───── PROVIDED MATERIAL

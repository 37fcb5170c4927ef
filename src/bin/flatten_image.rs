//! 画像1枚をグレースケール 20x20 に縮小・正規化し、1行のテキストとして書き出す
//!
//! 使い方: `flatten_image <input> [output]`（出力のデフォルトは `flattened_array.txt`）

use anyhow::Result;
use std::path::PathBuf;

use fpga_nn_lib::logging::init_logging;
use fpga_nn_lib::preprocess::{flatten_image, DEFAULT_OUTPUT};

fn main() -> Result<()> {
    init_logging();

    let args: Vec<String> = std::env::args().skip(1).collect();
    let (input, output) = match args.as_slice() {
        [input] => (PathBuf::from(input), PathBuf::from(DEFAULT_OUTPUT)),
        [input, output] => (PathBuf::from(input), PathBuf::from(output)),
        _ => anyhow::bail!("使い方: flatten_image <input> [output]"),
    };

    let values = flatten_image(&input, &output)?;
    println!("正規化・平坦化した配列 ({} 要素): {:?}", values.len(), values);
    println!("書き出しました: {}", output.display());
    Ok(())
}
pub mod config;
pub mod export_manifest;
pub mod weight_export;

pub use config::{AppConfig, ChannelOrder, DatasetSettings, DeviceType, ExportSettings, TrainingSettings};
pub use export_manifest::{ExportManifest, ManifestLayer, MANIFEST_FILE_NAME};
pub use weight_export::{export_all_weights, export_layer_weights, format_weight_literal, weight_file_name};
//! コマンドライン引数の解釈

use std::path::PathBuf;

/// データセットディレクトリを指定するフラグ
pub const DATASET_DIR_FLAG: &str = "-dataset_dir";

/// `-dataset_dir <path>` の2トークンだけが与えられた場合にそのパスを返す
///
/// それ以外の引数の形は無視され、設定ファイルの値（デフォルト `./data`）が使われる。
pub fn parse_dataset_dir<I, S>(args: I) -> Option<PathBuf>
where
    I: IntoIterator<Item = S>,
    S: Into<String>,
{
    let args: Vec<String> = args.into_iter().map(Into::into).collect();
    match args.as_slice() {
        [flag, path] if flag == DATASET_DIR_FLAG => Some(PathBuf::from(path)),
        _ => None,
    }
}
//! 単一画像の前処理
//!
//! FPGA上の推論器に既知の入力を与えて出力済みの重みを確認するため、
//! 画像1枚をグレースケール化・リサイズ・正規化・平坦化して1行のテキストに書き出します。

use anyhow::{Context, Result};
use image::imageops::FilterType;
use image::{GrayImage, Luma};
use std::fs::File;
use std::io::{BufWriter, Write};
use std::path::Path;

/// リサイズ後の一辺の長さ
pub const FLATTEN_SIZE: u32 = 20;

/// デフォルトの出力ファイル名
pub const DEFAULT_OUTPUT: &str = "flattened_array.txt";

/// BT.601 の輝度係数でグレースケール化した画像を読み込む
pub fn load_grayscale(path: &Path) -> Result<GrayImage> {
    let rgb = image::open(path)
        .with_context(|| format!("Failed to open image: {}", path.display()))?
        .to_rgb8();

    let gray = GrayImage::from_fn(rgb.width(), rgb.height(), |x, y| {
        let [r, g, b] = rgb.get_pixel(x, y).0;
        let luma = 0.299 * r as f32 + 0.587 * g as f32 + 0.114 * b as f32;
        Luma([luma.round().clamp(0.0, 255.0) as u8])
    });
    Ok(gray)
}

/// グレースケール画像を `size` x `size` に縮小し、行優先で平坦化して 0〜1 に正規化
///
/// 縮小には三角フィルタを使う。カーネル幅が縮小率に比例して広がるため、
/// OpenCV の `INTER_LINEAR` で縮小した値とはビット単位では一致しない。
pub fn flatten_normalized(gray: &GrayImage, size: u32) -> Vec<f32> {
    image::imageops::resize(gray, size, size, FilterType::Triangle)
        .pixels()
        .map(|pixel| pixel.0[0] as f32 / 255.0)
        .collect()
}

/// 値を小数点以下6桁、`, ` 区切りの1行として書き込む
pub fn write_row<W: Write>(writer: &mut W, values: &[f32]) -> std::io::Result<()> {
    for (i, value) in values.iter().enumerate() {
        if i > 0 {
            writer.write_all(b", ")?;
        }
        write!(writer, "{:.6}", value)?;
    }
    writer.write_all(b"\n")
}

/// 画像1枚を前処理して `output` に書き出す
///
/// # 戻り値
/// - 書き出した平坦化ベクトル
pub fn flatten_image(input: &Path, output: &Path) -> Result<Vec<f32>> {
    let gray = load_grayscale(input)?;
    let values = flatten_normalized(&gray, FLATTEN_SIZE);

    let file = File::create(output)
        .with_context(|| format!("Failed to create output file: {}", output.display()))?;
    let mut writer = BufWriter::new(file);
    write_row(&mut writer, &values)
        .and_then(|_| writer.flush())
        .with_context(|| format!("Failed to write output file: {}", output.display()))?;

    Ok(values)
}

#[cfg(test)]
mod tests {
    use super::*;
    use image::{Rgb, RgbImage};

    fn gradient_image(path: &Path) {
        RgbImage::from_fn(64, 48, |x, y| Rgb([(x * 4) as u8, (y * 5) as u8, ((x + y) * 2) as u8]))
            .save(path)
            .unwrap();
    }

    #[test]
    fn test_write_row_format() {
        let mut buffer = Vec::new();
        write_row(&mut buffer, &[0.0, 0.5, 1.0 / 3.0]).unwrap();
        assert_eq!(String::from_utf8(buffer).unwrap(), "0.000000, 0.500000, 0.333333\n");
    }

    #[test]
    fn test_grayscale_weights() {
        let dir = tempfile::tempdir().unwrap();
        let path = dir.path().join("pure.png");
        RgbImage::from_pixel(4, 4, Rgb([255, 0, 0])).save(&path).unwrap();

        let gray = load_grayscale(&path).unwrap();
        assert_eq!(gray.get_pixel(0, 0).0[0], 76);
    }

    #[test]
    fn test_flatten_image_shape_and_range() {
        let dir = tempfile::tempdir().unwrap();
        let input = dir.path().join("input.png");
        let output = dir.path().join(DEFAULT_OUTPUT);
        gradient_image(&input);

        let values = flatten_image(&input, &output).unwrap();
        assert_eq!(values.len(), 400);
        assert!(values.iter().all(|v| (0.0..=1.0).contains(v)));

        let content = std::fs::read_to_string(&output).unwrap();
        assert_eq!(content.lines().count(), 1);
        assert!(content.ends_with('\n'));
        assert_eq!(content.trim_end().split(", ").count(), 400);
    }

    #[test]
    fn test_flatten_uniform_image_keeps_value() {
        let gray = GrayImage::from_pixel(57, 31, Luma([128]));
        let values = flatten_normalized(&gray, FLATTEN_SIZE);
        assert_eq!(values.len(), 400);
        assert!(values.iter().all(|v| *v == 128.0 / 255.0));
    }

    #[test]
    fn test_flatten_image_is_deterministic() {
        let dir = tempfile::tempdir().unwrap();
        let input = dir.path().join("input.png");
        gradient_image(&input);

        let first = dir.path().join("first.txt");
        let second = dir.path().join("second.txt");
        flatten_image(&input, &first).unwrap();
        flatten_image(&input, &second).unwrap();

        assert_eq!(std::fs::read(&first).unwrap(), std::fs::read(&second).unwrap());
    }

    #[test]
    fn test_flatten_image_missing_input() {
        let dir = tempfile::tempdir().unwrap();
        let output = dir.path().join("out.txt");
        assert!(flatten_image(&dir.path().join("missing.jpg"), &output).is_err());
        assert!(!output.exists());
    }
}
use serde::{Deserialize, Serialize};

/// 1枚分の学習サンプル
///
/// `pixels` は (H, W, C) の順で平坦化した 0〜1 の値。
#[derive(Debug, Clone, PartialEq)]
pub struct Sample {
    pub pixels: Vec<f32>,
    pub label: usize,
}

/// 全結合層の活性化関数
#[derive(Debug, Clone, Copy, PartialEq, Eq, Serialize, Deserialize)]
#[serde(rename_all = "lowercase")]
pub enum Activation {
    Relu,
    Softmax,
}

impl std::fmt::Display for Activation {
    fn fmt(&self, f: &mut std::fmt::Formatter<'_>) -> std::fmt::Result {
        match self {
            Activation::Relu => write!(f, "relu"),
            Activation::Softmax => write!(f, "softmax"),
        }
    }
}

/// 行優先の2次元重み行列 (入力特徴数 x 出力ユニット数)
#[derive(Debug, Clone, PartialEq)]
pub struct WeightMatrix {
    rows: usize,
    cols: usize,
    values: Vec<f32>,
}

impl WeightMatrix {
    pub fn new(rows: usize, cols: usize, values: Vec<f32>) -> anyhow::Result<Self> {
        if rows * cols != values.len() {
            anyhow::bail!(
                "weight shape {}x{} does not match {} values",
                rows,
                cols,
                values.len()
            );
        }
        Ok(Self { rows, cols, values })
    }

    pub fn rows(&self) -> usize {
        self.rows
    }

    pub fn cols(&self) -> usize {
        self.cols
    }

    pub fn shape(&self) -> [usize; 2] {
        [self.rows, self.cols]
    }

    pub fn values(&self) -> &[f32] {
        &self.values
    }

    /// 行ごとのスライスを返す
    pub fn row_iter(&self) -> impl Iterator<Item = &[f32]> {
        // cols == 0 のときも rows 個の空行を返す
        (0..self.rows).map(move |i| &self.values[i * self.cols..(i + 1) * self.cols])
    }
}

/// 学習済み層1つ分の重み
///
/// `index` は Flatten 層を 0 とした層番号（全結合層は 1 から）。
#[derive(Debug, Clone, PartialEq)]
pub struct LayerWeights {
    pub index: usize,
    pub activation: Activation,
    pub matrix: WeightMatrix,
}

──────────
───── PROVIDED MATERIAL

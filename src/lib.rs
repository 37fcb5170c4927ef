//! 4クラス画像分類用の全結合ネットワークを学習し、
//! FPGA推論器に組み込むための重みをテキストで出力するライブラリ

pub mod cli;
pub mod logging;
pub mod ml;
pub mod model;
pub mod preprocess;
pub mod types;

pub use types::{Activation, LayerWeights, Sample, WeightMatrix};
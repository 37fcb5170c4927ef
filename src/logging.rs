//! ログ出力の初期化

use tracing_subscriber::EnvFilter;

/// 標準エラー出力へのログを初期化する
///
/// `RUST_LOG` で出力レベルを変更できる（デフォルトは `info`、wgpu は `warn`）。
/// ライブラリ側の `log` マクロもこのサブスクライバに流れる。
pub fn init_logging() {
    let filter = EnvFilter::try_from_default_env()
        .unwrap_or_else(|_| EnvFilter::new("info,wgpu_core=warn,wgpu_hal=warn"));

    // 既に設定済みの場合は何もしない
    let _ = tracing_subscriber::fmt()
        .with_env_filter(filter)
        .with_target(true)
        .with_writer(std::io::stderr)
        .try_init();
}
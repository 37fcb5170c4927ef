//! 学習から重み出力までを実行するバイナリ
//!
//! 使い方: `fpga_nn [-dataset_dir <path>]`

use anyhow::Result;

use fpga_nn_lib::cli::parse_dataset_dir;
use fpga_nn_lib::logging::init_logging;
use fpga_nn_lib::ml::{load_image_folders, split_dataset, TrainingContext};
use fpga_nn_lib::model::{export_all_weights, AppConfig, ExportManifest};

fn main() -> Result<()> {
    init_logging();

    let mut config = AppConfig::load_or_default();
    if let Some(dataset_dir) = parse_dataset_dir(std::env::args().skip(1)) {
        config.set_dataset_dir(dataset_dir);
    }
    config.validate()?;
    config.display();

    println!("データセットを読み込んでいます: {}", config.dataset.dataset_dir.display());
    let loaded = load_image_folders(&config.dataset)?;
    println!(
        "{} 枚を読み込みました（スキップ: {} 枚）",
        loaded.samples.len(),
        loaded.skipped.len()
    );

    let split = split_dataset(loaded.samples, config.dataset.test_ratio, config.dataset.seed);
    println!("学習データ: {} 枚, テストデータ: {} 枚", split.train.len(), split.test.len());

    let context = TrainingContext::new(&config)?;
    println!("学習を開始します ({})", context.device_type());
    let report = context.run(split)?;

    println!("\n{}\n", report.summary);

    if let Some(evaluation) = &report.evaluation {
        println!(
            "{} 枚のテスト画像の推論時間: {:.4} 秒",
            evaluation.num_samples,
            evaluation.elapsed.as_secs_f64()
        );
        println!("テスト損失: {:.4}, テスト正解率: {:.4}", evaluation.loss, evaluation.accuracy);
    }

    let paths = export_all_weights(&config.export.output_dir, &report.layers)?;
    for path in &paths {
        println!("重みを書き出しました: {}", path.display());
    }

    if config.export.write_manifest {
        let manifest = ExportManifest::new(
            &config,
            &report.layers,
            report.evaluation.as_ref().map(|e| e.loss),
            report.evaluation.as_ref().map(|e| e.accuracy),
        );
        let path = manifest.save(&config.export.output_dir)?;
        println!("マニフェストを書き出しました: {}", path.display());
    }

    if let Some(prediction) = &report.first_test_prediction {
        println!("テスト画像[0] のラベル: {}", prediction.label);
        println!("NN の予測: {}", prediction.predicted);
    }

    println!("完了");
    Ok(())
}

──────────

Every line in the records above that contains the word "second" should be copied out.

        let second = dir.path().join("second.txt");
        flatten_image(&input, &second).unwrap();
        assert_eq!(std::fs::read(&first).unwrap(), std::fs::read(&second).unwrap());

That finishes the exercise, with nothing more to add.